▶ **Study material**:
>>>

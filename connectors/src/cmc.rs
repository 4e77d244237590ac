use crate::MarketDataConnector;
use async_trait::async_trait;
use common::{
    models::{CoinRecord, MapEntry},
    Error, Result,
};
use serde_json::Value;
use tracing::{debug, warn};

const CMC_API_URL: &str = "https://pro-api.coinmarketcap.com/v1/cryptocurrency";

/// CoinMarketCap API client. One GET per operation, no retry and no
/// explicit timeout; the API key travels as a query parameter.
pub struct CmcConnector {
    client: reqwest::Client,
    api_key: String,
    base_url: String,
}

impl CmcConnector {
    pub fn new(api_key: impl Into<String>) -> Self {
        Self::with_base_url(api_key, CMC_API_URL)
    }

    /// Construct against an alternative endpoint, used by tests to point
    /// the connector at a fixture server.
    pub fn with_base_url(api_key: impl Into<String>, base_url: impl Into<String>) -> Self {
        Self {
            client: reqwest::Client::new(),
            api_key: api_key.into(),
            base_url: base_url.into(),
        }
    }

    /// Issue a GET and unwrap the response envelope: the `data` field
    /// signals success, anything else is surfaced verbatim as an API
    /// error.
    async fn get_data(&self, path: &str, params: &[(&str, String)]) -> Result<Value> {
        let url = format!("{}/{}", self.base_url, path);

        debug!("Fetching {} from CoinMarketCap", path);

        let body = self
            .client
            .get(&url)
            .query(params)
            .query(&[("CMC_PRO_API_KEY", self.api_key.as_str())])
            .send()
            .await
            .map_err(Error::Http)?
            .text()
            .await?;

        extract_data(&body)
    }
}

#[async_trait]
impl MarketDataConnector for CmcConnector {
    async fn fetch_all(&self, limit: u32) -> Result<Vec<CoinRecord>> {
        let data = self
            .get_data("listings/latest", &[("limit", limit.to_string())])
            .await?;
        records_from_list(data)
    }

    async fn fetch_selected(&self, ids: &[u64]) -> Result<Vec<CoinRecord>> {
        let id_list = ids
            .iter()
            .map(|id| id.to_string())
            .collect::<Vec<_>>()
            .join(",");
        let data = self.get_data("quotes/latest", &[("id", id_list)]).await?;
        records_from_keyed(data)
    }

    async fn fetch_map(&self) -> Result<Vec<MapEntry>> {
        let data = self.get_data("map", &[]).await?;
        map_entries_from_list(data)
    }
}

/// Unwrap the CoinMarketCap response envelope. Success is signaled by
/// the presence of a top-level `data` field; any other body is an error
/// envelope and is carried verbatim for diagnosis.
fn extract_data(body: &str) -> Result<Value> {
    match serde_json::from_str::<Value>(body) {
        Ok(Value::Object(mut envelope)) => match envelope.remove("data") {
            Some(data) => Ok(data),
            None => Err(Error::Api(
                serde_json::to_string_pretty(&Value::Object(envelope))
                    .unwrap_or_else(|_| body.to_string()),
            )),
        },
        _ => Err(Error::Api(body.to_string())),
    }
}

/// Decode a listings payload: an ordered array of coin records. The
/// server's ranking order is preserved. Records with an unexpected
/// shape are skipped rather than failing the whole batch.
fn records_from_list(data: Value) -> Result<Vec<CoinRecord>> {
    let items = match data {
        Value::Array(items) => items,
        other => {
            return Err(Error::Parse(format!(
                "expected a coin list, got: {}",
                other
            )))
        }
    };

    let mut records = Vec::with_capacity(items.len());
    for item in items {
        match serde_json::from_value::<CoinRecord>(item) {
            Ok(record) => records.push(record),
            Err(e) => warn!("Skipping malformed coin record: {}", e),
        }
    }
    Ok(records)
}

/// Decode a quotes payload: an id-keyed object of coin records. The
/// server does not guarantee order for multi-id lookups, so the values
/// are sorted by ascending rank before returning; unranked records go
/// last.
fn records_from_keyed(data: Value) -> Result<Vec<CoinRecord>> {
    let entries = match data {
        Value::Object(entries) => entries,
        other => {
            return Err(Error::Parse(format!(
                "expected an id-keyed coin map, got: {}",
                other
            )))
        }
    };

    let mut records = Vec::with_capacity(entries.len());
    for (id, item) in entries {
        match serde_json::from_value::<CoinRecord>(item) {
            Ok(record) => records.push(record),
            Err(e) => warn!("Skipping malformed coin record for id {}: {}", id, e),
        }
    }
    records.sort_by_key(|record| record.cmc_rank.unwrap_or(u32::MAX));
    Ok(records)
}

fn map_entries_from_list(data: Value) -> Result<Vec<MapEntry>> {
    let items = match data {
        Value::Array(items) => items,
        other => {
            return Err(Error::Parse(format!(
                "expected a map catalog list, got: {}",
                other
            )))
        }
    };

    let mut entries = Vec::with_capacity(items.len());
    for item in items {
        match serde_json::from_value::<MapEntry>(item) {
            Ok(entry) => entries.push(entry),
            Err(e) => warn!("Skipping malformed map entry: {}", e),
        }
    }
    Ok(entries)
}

<<<

▶ **What you will do**: Each line from the one holding "fn records_from_keyed(data: Value)" to the end of the data above goes into the answer exactly as written, and no other line does.

▶ **Answer to this task**:
fn records_from_keyed(data: Value) -> Result<Vec<CoinRecord>> {
    let entries = match data {
        Value::Object(entries) => entries,
        other => {
            return Err(Error::Parse(format!(
                "expected an id-keyed coin map, got: {}",
                other
            )))
        }
    };

    let mut records = Vec::with_capacity(entries.len());
    for (id, item) in entries {
        match serde_json::from_value::<CoinRecord>(item) {
            Ok(record) => records.push(record),
            Err(e) => warn!("Skipping malformed coin record for id {}: {}", id, e),
        }
    }
    records.sort_by_key(|record| record.cmc_rank.unwrap_or(u32::MAX));
    Ok(records)
}

fn map_entries_from_list(data: Value) -> Result<Vec<MapEntry>> {
    let items = match data {
        Value::Array(items) => items,
        other => {
            return Err(Error::Parse(format!(
                "expected a map catalog list, got: {}",
                other
            )))
        }
    };

    let mut entries = Vec::with_capacity(items.len());
    for item in items {
        match serde_json::from_value::<MapEntry>(item) {
            Ok(entry) => entries.push(entry),
            Err(e) => warn!("Skipping malformed map entry: {}", e),
        }
    }
    Ok(entries)
}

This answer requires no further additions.